Usual caveats about freshly minted webapps apply - the server is slow, the database isn't very big yet and the scripts will probably cack out if you do anything fancy.
Cheers
Stew


Firstly, great work, someone
Firstly, great work, someone needed to 'throw down the gauntlet' in this space. Second you've now opened the proverbial 'can-o-worms'. Hosting, bandwidth, metadata standards, RSS shenanigans, VC funding, the eventual IPO, rock star science status etc.
As far as hosting goes, you'll want a deal that can offer reliability of service. People will get over it quite quickly if they can't access the service. If you put your hand up and ask for commercial support you are likely to get it. What kind of compromises you'll need to make are anyone's guess.
My current hosting could probably handle it for a while, but if it got popular then financing more bandwidth either through advertising or fund raising would be necessary. Hosting at work is always an option if no one notices, but if they do, someone has to pay. You could get is sponsored via an internal grant, given that it is open source and beneficial to the scientific community, but that would be a hard sell.
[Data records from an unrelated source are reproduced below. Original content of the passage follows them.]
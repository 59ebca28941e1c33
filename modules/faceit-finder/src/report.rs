//! Chat presentation of lookup outcomes. Runs on the tick loop only.

use faceit_client::LookupOutcome;
use tracing::{info, warn};

use crate::host::{Host, PlayerHandle, PlayerIdentity};

/// Green "[FACEIT Finder]" tag followed by default-colored text.
pub const CHAT_PREFIX: &str = " \u{4}[FACEIT Finder]\u{1} ";

#[derive(Debug, Clone, Copy, PartialEq, Eq)]
pub struct AnnounceSettings {
    pub minimum_level_to_announce: u32,
    pub notify_all_players: bool,
}

impl AnnounceSettings {
    /// Whether a level is announced to the whole server, not just its owner.
    pub fn broadcasts(&self, level: u32) -> bool {
        self.notify_all_players && level >= self.minimum_level_to_announce
    }
}

impl Default for AnnounceSettings {
    fn default() -> Self {
        Self {
            minimum_level_to_announce: 0,
            notify_all_players: true,
        }
    }
}

/// Everything a completed lookup hands back to the tick loop.
#[derive(Debug, Clone)]
pub struct LookupReport {
    pub player: PlayerHandle,
    pub identity: PlayerIdentity,
    pub outcome: LookupOutcome,
    pub settings: AnnounceSettings,
}

/// Default result handler: tell the player, and maybe the server.
pub fn announce<H: Host>(host: &mut H, report: LookupReport) {
    let LookupReport {
        player,
        identity,
        outcome,
        settings,
    } = report;

    match outcome {
        LookupOutcome::Found { level } => {
            host.print_to_player(player, &format!("{CHAT_PREFIX}Your FACEIT level is: {level}"));
            info!(player = %identity.display_name, level, "Reported FACEIT level");

            if settings.broadcasts(level) {
                host.print_to_all(&format!(
                    "{CHAT_PREFIX}Player {} has FACEIT level: {level}",
                    identity.display_name
                ));
            }
        }
        LookupOutcome::NotFound => {
            host.print_to_player(
                player,
                &format!("{CHAT_PREFIX}No FACEIT account found for your SteamID"),
            );
            info!(
                player = %identity.display_name,
                platform_id = %identity.platform_id,
                "No FACEIT account found"
            );
        }
        LookupOutcome::Failed { reason } => {
            warn!(
                player = %identity.display_name,
                platform_id = %identity.platform_id,
                reason = %reason,
                "FACEIT lookup failed, nothing reported to player"
            );
        }
    }
}
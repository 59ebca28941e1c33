use std::collections::HashMap;

use serde::Deserialize;

/// Result of resolving one player's skill level. Produced exactly once per lookup.
#[derive(Debug, Clone, PartialEq, Eq)]
pub enum LookupOutcome {
    /// The player has a linked account with a rating for the game.
    Found { level: u32 },
    /// No linked account, or an account with no rating for the game.
    NotFound,
    /// Transport, status or parse failure. Never shown to players.
    Failed { reason: String },
}

impl LookupOutcome {
    pub fn level(&self) -> Option<u32> {
        match self {
            LookupOutcome::Found { level } => Some(*level),
            _ => None,
        }
    }
}

impl std::fmt::Display for LookupOutcome {
    fn fmt(&self, f: &mut std::fmt::Formatter<'_>) -> std::fmt::Result {
        match self {
            LookupOutcome::Found { level } => write!(f, "found (level {level})"),
            LookupOutcome::NotFound => write!(f, "not found"),
            LookupOutcome::Failed { reason } => write!(f, "failed: {reason}"),
        }
    }
}

/// Response of `GET /players?game=..&game_player_id=..`. Only the account id is consumed.
#[derive(Debug, Clone, Deserialize)]
pub struct PlayerLookup {
    #[serde(default)]
    pub player_id: Option<String>,
}

/// Response of `GET /players/{player_id}`.
///
/// Game entries stay raw JSON; only the configured game is ever decoded, so
/// unexpected shapes under other games cannot fail the lookup.
#[derive(Debug, Clone, Deserialize)]
pub struct PlayerProfile {
    #[serde(default)]
    pub games: Option<HashMap<String, serde_json::Value>>,
}

/// Per-game block of a player profile.
#[derive(Debug, Clone, Deserialize)]
pub struct GameDetails {
    #[serde(default)]
    pub skill_level: Option<u32>,
}

impl PlayerProfile {
    /// Rating under `games.<game>.skill_level`. A missing or `null` entry is `Ok(None)`.
    pub fn skill_level(&self, game: &str) -> serde_json::Result<Option<u32>> {
        match self.games.as_ref().and_then(|games| games.get(game)) {
            None | Some(serde_json::Value::Null) => Ok(None),
            Some(entry) => Ok(GameDetails::deserialize(entry)?.skill_level),
        }
    }
}
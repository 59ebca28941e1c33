use thiserror::Error;

pub type Result<T> = std::result::Result<T, FaceitError>;

#[derive(Debug, Error)]
pub enum FaceitError {
    #[error("Network error: {0}")]
    Network(String),

    #[error("API error (status {status}): {message}")]
    Api { status: u16, message: String },

    #[error("Parse error: {0}")]
    Parse(String),

    #[error("Invalid base URL: {0}")]
    InvalidUrl(String),
}

impl FaceitError {
    /// True for 4xx responses, the only case the name-qualified lookup retries.
    pub fn is_client_error(&self) -> bool {
        matches!(self, FaceitError::Api { status, .. } if (400..500).contains(status))
    }
}

impl From<reqwest::Error> for FaceitError {
    fn from(err: reqwest::Error) -> Self {
        FaceitError::Network(err.to_string())
    }
}

impl From<serde_json::Error> for FaceitError {
    fn from(err: serde_json::Error) -> Self {
        FaceitError::Parse(err.to_string())
    }
}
More structured metadata in posts would be nice for this service. I like the idea of simple semantic markup (rel="review", meta tags etc.) however something more along the lines of the structured blogging initiative would be better (tool support needed of course). I'll see what I can do to modify drupal to allow user generated metadata on posts. I suspect I'll need to build a new node type 'review' for this purpose.
Data quality is an issue of course, there are tow approaches here, be a gate keeper of quality (i.e. personally vet sites before adding them to the index) or let it be a free for all. It will be interesting to see what works best for the life sciences domain.
Lastly: release often, release early :)
Structured Blogging in Drupal
There have been mentions of Structured Blogging in Drupal. I presume it's being worked on.